[Stored items]
▼▼▼

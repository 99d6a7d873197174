//! EVM chain identifiers and amount types.

use alloy_primitives::U256;
use serde::{Deserialize, Deserializer, Serialize, Serializer};
use std::fmt;
use std::str::FromStr;

/// A numeric EIP-155 chain id extracted from a CAIP-2 identifier.
#[derive(Debug, Clone, Copy, PartialEq, Eq, Hash)]
pub struct Eip155ChainReference(u64);

impl Eip155ChainReference {
    /// Creates a chain reference from a raw chain id.
    #[must_use]
    pub const fn new(chain_id: u64) -> Self {
        Self(chain_id)
    }

    /// Returns the numeric chain id.
    #[must_use]
    pub const fn inner(&self) -> u64 {
        self.0
    }

    /// Returns the CAIP-2 identifier, `eip155:<id>`.
    #[must_use]
    pub fn caip2(&self) -> String {
        format!("eip155:{}", self.0)
    }
}

/// The string is not an `eip155:<id>` identifier.
#[derive(Debug, thiserror::Error)]
#[error("not an eip155 network id: {0}")]
pub struct NotEip155Error(String);

impl FromStr for Eip155ChainReference {
    type Err = NotEip155Error;

    fn from_str(s: &str) -> Result<Self, Self::Err> {
        let reference = s
            .strip_prefix("eip155:")
            .ok_or_else(|| NotEip155Error(s.to_owned()))?;
        let chain_id = reference
            .parse::<u64>()
            .map_err(|_| NotEip155Error(s.to_owned()))?;
        Ok(Self(chain_id))
    }
}

impl fmt::Display for Eip155ChainReference {
    fn fmt(&self, f: &mut fmt::Formatter<'_>) -> fmt::Result {
        write!(f, "eip155:{}", self.0)
    }
}

/// A token amount carried on the wire as a decimal string.
///
/// EIP-3009 values are `uint256` on-chain but decimal strings in JSON so
/// JavaScript consumers keep precision.
#[derive(Debug, Clone, Copy, PartialEq, Eq, PartialOrd, Ord)]
pub struct TokenAmount(pub U256);

impl From<U256> for TokenAmount {
    fn from(value: U256) -> Self {
        Self(value)
    }
}

impl From<TokenAmount> for U256 {
    fn from(value: TokenAmount) -> Self {
        value.0
    }
}

impl FromStr for TokenAmount {
    type Err = <U256 as FromStr>::Err;

    fn from_str(s: &str) -> Result<Self, Self::Err> {
        // U256::from_str accepts hex with 0x prefix; wire amounts are decimal.
        U256::from_str_radix(s, 10).map(Self)
    }
}

impl fmt::Display for TokenAmount {
    fn fmt(&self, f: &mut fmt::Formatter<'_>) -> fmt::Result {
        write!(f, "{}", self.0)
    }
}

impl Serialize for TokenAmount {
    fn serialize<S: Serializer>(&self, serializer: S) -> Result<S::Ok, S::Error> {
        serializer.serialize_str(&self.0.to_string())
    }
}

impl<'de> Deserialize<'de> for TokenAmount {
    fn deserialize<D: Deserializer<'de>>(deserializer: D) -> Result<Self, D::Error> {
        let s = String::deserialize(deserializer)?;
        s.parse().map_err(serde::de::Error::custom)
    }
}

#[cfg(test)]
mod tests {
    use super::*;

    #[test]
    fn chain_reference_parsing() {
        let chain: Eip155ChainReference = "eip155:84532".parse().unwrap();
        assert_eq!(chain.inner(), 84532);
        assert_eq!(chain.caip2(), "eip155:84532");
        assert!("solana:mainnet".parse::<Eip155ChainReference>().is_err());
        assert!("eip155:abc".parse::<Eip155ChainReference>().is_err());
    }

    #[test]
    fn token_amount_decimal_wire_format() {
        let amount: TokenAmount = "1000".parse().unwrap();
        assert_eq!(serde_json::to_string(&amount).unwrap(), "\"1000\"");
        let back: TokenAmount = serde_json::from_str("\"1000\"").unwrap();
        assert_eq!(back, amount);
        assert!(serde_json::from_str::<TokenAmount>("\"0x10\"").is_err());
    }
}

▲▲▲

• **DIRECTIONS FOR THIS TASK**: Locate the line that contains "assert_eq!(back, amount);", then please quote it and every line after it to the end of the entries above, exactly and with nothing else.

• **ANSWER TO THE PROBLEM**:
        assert_eq!(back, amount);
        assert!(serde_json::from_str::<TokenAmount>("\"0x10\"").is_err());
    }
}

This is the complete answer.